> [Action item] Go through the material and copy each line that includes "must".

> [Extracted information]

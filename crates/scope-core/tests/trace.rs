// File: crates/scope-core/tests/trace.rs
// Purpose: Sine sampling and pen-up splitting at non-finite samples.

use scope_core::{compute_trace, trace_from_samples, Point, Rgba, ScaleLevel, Trace, TraceParams};

#[test]
fn fixed_parameters_give_one_bounded_subpath() {
    let path = compute_trace(0, 800, 0.1, 20.0);
    assert_eq!(path.len(), 1);
    let sp = &path.subpaths()[0];
    assert_eq!(sp.len(), 800);
    assert_eq!(sp[0], Point::new(0.0, 0.0));
    assert!(sp.iter().all(|p| (-20.0..=20.0).contains(&p.y)));
    assert_eq!(sp[799].x, 799.0);
}

#[test]
fn injected_nans_split_into_three_subpaths() {
    let samples = (0..800).map(|i| {
        let x = i as f64;
        let y = if i == 5 || i == 400 { f64::NAN } else { 20.0 * (0.1 * x).sin() };
        (x, y)
    });
    let path = trace_from_samples(samples);
    let lens: Vec<usize> = path.subpaths().iter().map(Vec::len).collect();
    assert_eq!(lens, vec![5, 394, 399]);
    assert_eq!(path.subpaths()[1][0].x, 6.0);
    assert_eq!(path.subpaths()[2][0].x, 401.0);
    assert_eq!(path.point_count(), 798);
}

#[test]
fn runs_of_non_finite_samples_leave_no_empty_subpaths() {
    let samples = vec![
        (f64::NAN, 0.0),
        (1.0, 1.0),
        (2.0, f64::INFINITY),
        (3.0, f64::NEG_INFINITY),
        (f64::INFINITY, 4.0),
        (5.0, 5.0),
        (6.0, 6.0),
        (7.0, f64::NAN),
    ];
    let path = trace_from_samples(samples);
    assert_eq!(path.len(), 2);
    assert_eq!(path.subpaths()[0], vec![Point::new(1.0, 1.0)]);
    assert_eq!(path.subpaths()[1], vec![Point::new(5.0, 5.0), Point::new(6.0, 6.0)]);
}

#[test]
fn empty_and_reversed_ranges_are_empty() {
    assert!(compute_trace(10, 10, 0.1, 20.0).is_empty());
    assert!(compute_trace(10, -10, 0.1, 20.0).is_empty());
    assert!(compute_trace(0, 100, 0.1, f64::NAN).is_empty());
}

#[test]
fn repeated_sampling_is_bit_identical() {
    let a = compute_trace(-400, 400, 0.1, 20.0);
    let b = compute_trace(-400, 400, 0.1, 20.0);
    let bits = |p: &Point| (p.x.to_bits(), p.y.to_bits());
    let a: Vec<_> = a.subpaths().iter().flatten().map(bits).collect();
    let b: Vec<_> = b.subpaths().iter().flatten().map(bits).collect();
    assert_eq!(a, b);
}

#[test]
fn default_params_are_centered() {
    let path = TraceParams::default().sample();
    assert_eq!(path.point_count(), 800);
    assert_eq!(path.subpaths()[0][0].x, -400.0);
    assert_eq!(path.subpaths()[0][799].x, 399.0);
}

#[test]
fn screen_path_applies_scale_flip_and_offset() {
    let mut trace = Trace::new("T", Rgba::CYAN)
        .with_offset(10.0, -50.0)
        .with_params(TraceParams { x_start: 0, x_end: 20, frequency: 0.1, amplitude: 20.0 });
    trace.scale_x = ScaleLevel(1);
    trace.scale_y = ScaleLevel(-2);

    let raw = trace.params.sample();
    let screen = trace.screen_path();
    assert_eq!(screen.point_count(), raw.point_count());
    for (r, s) in raw.subpaths()[0].iter().zip(&screen.subpaths()[0]) {
        assert!((s.x - (10.0 + r.x * 2.0)).abs() < 1e-12);
        assert!((s.y - (-50.0 - r.y * 0.1)).abs() < 1e-12);
    }
}

#[test]
fn label_shade_is_darker_and_keeps_alpha() {
    let d = Rgba::CYAN.darken();
    assert_eq!((d.r, d.g, d.b, d.a), (0, 178, 178, 255));
}
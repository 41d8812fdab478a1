// File: crates/scope-core/src/error.rs
// Summary: Error type for geometry validation and trace selection.

use thiserror::Error;

#[derive(Debug, Clone, PartialEq, Error)]
pub enum ScopeError {
    /// Major gridline spacing must be finite and strictly positive.
    #[error("major gridline spacing must be finite and > 0, got {0}")]
    InvalidSpacing(f64),
    #[error("drawable size must be finite and non-negative, got {width}x{height}")]
    InvalidDimensions { width: f64, height: f64 },
    /// Minor ticks are drawn shorter than the halfway tick.
    #[error("tick lengths must satisfy 0 <= minor < halfway, got halfway={halfway} minor={minor}")]
    InvalidTickLengths { halfway: f64, minor: f64 },
    /// Spacing too fine for the drawable: the graticule would not fit in memory.
    #[error("{per_axis} major gridlines per axis exceeds the limit of {limit}")]
    TooManyLines { per_axis: f64, limit: u32 },
    #[error("trace index {index} out of range for {len} traces")]
    TraceIndexOutOfRange { index: usize, len: usize },
}

pub type Result<T> = std::result::Result<T, ScopeError>;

> [Answer section]
    /// Major gridline spacing must be finite and strictly positive.
    #[error("major gridline spacing must be finite and > 0, got {0}")]
    #[error("drawable size must be finite and non-negative, got {width}x{height}")]
    #[error("tick lengths must satisfy 0 <= minor < halfway, got halfway={halfway} minor={minor}")]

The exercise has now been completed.